The economy is crouching, not imploding. After the 9/11 and 7/7 terrorist attacks we were encouraged to go out to restaurants, bars and shops to support the economy. In this case the government is asking us to do precisely the opposite: to stay indoors. Moreover, it has hinted that its policy of social distancing could last many months. But once it is over, things should improve quickly: there is plenty of reason to expect a V-shaped recovery, as millions return to work. There is more chance of this if viable businesses are kept intact through this period. So the economic medicine required this time is fundamentally different.
This is why interest-free loans, rather than million-pound grants, will be most effective: a 12-month business rate holiday for the catering and hospitality sector as well as grants of up to £25,000 for small businesses. These are welcome and necessary measures and the Chancellor hinted that more may well be on the way. But at every stage, care must be taken to match the solution with the problem. Too often, in financial crises, a scattergun approach is adopted, to little effect. Quantitative easing, or money-printing, would not be much use in this situation.
But the most powerful response here is a social one. We can look after each other.

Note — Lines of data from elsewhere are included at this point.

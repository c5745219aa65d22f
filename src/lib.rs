//! Approval Flow Engine
//!
//! A hierarchical role-based approval workflow engine for field-force
//! requests: target hospital changes, linked pharmacy changes, and region
//! adjustments. Each request carries an ordered approval chain built from a
//! per-type template, walks it one step at a time, and lands in a terminal
//! approved or rejected status.
//!
//! The [`engine::WorkflowEngine`] is the entry point; the remaining modules
//! supply its parts: the state machine, permission matrix, chain builder,
//! payload validator, scope resolver, approver configuration, persistence,
//! audit log, and short-link tokens.

pub mod approver;
pub mod audit;
pub mod config;
pub mod engine;
pub mod error;
pub mod permission;
pub mod repository;
pub mod scope;
pub mod shortlink;
pub mod state;
pub mod steps;
pub mod types;
pub mod validation;

pub use config::{DatabaseConfig, EngineConfig, ScopeMode};
pub use engine::{ActionRequest, CreateWorkflow, WorkflowEngine};
pub use error::WorkflowError;
pub use repository::{WorkflowFilter, WorkflowSummary};
pub use types::{
    ApproverConfig, Attachment, Representative, Workflow, WorkflowAction, WorkflowActionRecord,
    WorkflowDetail, WorkflowRole, WorkflowStatus, WorkflowStep, WorkflowType,
};
//! Operation Audit Log
//!
//! Best-effort side channel: every engine operation emits a record here, and
//! a failure to write it must never fail the business transaction. Errors go
//! to the diagnostic log and are otherwise swallowed.

use sqlx::PgPool;
use uuid::Uuid;

use crate::error::WorkflowError;

/// Audit event kinds emitted by the engine
pub mod operation {
    pub const CREATE_WORKFLOW: &str = "CREATE_WORKFLOW";
    pub const APPLY_ACTION: &str = "APPLY_ACTION";
    pub const DELETE_WORKFLOW: &str = "DELETE_WORKFLOW";
    pub const EXPORT_WORKFLOW: &str = "EXPORT_WORKFLOW";
    pub const SHORTLINK_USE: &str = "SHORTLINK_USE";
}

/// Writes operation records to `operation_logs`
#[derive(Clone)]
pub struct AuditLog {
    pool: PgPool,
}

impl AuditLog {
    pub fn new(pool: PgPool) -> Self {
        Self { pool }
    }

    /// Record an operation; failures are logged and swallowed
    pub async fn record(
        &self,
        operation: &str,
        workflow_id: Option<Uuid>,
        actor_code: Option<&str>,
        detail: serde_json::Value,
    ) {
        if let Err(err) = self
            .try_record(operation, workflow_id, actor_code, detail, None)
            .await
        {
            tracing::warn!(operation, %err, "audit log write failed");
        }
    }

    /// Record a short-link redemption together with its token hash, so later
    /// verifications can detect reuse. This one propagates errors: a
    /// redemption that cannot be recorded must not proceed. The unique index
    /// on the hash makes concurrent redemptions of one token lose here even
    /// when both passed the read-side check.
    pub async fn record_shortlink_use(
        &self,
        workflow_id: Option<Uuid>,
        detail: serde_json::Value,
        token_hash: &str,
    ) -> Result<(), WorkflowError> {
        self.try_record(
            operation::SHORTLINK_USE,
            workflow_id,
            None,
            detail,
            Some(token_hash),
        )
        .await
        .map_err(|err| match err {
            WorkflowError::Database(e)
                if e.as_database_error()
                    .is_some_and(|d| d.is_unique_violation()) =>
            {
                WorkflowError::Authorization("action token already redeemed".to_string())
            }
            other => other,
        })
    }

    /// Whether a token hash has already been recorded as redeemed
    pub async fn shortlink_used(&self, token_hash: &str) -> Result<bool, WorkflowError> {
        let count: i64 = sqlx::query_scalar(
            "SELECT COUNT(*) FROM operation_logs WHERE operation = $1 AND token_hash = $2",
        )
        .bind(operation::SHORTLINK_USE)
        .bind(token_hash)
        .fetch_one(&self.pool)
        .await?;
        Ok(count > 0)
    }

    async fn try_record(
        &self,
        operation: &str,
        workflow_id: Option<Uuid>,
        actor_code: Option<&str>,
        detail: serde_json::Value,
        token_hash: Option<&str>,
    ) -> Result<(), WorkflowError> {
        sqlx::query(
            r#"
            INSERT INTO operation_logs (id, operation, workflow_id, actor_code, detail, token_hash)
            VALUES ($1, $2, $3, $4, $5, $6)
            "#,
        )
        .bind(Uuid::new_v4())
        .bind(operation)
        .bind(workflow_id)
        .bind(actor_code)
        .bind(detail)
        .bind(token_hash)
        .execute(&self.pool)
        .await?;
        Ok(())
    }
}
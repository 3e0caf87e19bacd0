//! Transport adapters shipped with the crate.
//!
//! Real broker clients live outside this crate and plug in through
//! [`TransportAdapter`](crate::framework::TransportAdapter). The in-memory
//! broker here backs the tests and the demo binary.

pub mod memory;

pub use memory::{InMemoryBroker, Outcome};
use crate::store::{Record, StoreError, StoreRequest};
use tokio::sync::{mpsc, oneshot};

/// A type-safe, cloneable handle to a [`RecordStore`](crate::store::RecordStore).
#[derive(Clone)]
pub struct StoreClient<T: Record> {
    sender: mpsc::Sender<StoreRequest<T>>,
}

impl<T: Record> StoreClient<T> {
    pub fn new(sender: mpsc::Sender<StoreRequest<T>>) -> Self {
        Self { sender }
    }

    /// Stores a new record, assigning an id when it has none.
    pub async fn insert(&self, record: T) -> Result<T, StoreError> {
        let (respond_to, response) = oneshot::channel();
        self.sender
            .send(StoreRequest::Insert { record, respond_to })
            .await
            .map_err(|_| StoreError::Closed)?;
        response.await.map_err(|_| StoreError::Dropped)?
    }

    /// Returns the live record stored under `id`.
    pub async fn get(&self, id: String) -> Result<Option<T>, StoreError> {
        let (respond_to, response) = oneshot::channel();
        self.sender
            .send(StoreRequest::Get { id, respond_to })
            .await
            .map_err(|_| StoreError::Closed)?;
        response.await.map_err(|_| StoreError::Dropped)?
    }

    /// Overwrites the live record carrying the same id.
    pub async fn replace(&self, record: T) -> Result<T, StoreError> {
        let (respond_to, response) = oneshot::channel();
        self.sender
            .send(StoreRequest::Replace { record, respond_to })
            .await
            .map_err(|_| StoreError::Closed)?;
        response.await.map_err(|_| StoreError::Dropped)?
    }

    /// Marks the record deleted.
    pub async fn delete(&self, id: String) -> Result<(), StoreError> {
        let (respond_to, response) = oneshot::channel();
        self.sender
            .send(StoreRequest::Delete { id, respond_to })
            .await
            .map_err(|_| StoreError::Closed)?;
        response.await.map_err(|_| StoreError::Dropped)?
    }

    pub async fn list(&self) -> Result<Vec<T>, StoreError> {
        let (respond_to, response) = oneshot::channel();
        self.sender
            .send(StoreRequest::List { respond_to })
            .await
            .map_err(|_| StoreError::Closed)?;
        response.await.map_err(|_| StoreError::Dropped)?
    }
}
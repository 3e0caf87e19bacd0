//! # Transport Adapter Boundary
//!
//! Broker-specific connection handling is an external collaborator. The
//! dispatch layer only needs four capabilities from it: declare a destination,
//! open a subscription, publish a payload and close the shared session.
//!
//! Inbound messages arrive as [`Delivery`] handles. A delivery must receive
//! exactly one terminal action: [`Delivery::ack`] or [`Delivery::reject`].
//! Both consume the handle, so taking a second action does not compile.

use crate::framework::binding::Transport;
use crate::framework::error::TransportError;
use async_trait::async_trait;
use tracing::warn;

// =============================================================================
// Deliveries
// =============================================================================

/// Broker-side half of a delivery's terminal action.
#[async_trait]
pub trait Acknowledger: Send + Sync {
    /// Permanently removes the message from its destination.
    async fn ack(self: Box<Self>) -> Result<(), TransportError>;

    /// Drops the message without requeueing it.
    async fn reject(self: Box<Self>) -> Result<(), TransportError>;
}

/// One inbound message plus its pending terminal action.
pub struct Delivery {
    destination: String,
    payload: Vec<u8>,
    acker: Option<Box<dyn Acknowledger>>,
}

impl Delivery {
    pub fn new(
        destination: impl Into<String>,
        payload: Vec<u8>,
        acker: Box<dyn Acknowledger>,
    ) -> Self {
        Self {
            destination: destination.into(),
            payload,
            acker: Some(acker),
        }
    }

    pub fn destination(&self) -> &str {
        &self.destination
    }

    pub fn payload(&self) -> &[u8] {
        &self.payload
    }

    /// Acknowledges the delivery.
    pub async fn ack(mut self) -> Result<(), TransportError> {
        match self.acker.take() {
            Some(acker) => acker.ack().await,
            None => Err(TransportError::Fault("delivery already settled".to_string())),
        }
    }

    /// Rejects the delivery without requeue.
    pub async fn reject(mut self) -> Result<(), TransportError> {
        match self.acker.take() {
            Some(acker) => acker.reject().await,
            None => Err(TransportError::Fault("delivery already settled".to_string())),
        }
    }
}

impl std::fmt::Debug for Delivery {
    fn fmt(&self, f: &mut std::fmt::Formatter<'_>) -> std::fmt::Result {
        f.debug_struct("Delivery")
            .field("destination", &self.destination)
            .field("payload_len", &self.payload.len())
            .field("settled", &self.acker.is_none())
            .finish()
    }
}

impl Drop for Delivery {
    fn drop(&mut self) {
        if self.acker.is_some() {
            warn!(
                destination = %self.destination,
                "Delivery dropped without a terminal action"
            );
        }
    }
}

// =============================================================================
// Subscriptions and sessions
// =============================================================================

/// The receiving end of one subscription.
///
/// `next` must be cancel-safe: if the returned future is dropped before it
/// completes, no delivery may be lost. Consumers rely on this when a shutdown
/// signal wins the race against an incoming delivery.
#[async_trait]
pub trait DeliveryStream: Send {
    /// Waits for the next delivery. `None` means the subscription ended.
    async fn next(&mut self) -> Option<Result<Delivery, TransportError>>;
}

pub type Subscription = Box<dyn DeliveryStream>;

/// Connection/session management for one broker.
///
/// The adapter is shared by the producer and every consumer of its transport.
/// Only the supervisor calls [`TransportAdapter::close`], after all consumers
/// have stopped.
#[async_trait]
pub trait TransportAdapter: Send + Sync + 'static {
    fn transport(&self) -> Transport;

    /// Ensures `destination` exists. Idempotent.
    async fn declare(&self, destination: &str) -> Result<(), TransportError>;

    /// Opens the single subscription of `destination`.
    async fn subscribe(&self, destination: &str) -> Result<Subscription, TransportError>;

    /// Transmits `payload` to `destination` once.
    async fn publish(&self, destination: &str, payload: Vec<u8>) -> Result<(), TransportError>;

    /// Releases the shared session.
    async fn close(&self) -> Result<(), TransportError>;
}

A decade ago David Cameron devised the concept of the ‘big society’. It was a poor name for a good idea: that we, the general public, can act to complement the state, and that neighbourliness can be encouraged through the right government action. People want to help, and they will. The calm, reasoned language of the Chief Medical Officer, Professor Chris Whitty, has achieved through persuasion what the Chinese brought about through coercion: streets, shopping centres and other public spaces have fallen quiet.
Business itself has a responsibility to use the government loans and grants in order to support employment through lean months. The hospitality sector itself employs 1.75 million people. In normal times it makes no sense to hang on to under-productive staff who could be better employed in growing businesses, but these are not normal times. Offices will be closed, but what about those who clean the offices? A responsible business should keep paying these workers for as long as is feasible. Big business is often much maligned, but is responding in commendable ways. The food chains Iceland and Sainsbury’s have, for example, offered specific opening times reserved for the elderly so that they can do their shopping without having to mix with the crowds. This helps reduce their risk of exposure to the virus and ensures they can stock up without being swamped by the mob.
Even if we can’t go to restaurants, we can still use their takeaway services. When wine giants are unable to take online orders and Ocado tells customers that they are 14,179th in its digital queue, we can turn to smaller off-licences and grocers. If we want local and independent stores still to be there when the Covid-19 crisis is over, we can and must support them now. We can help theatres by donating (rather than reclaiming) the cost of tickets for cancelled performances. Music and even gym classes can be continued via Skype. The internet can help us keep our communities together.
Never was there a greater need for a flexible, imaginative and grown-up government. So far, it seems to be up to the job. But there is only so much any government can do. The most effective response in a public health crisis comes in the way in which the people of a country help each other.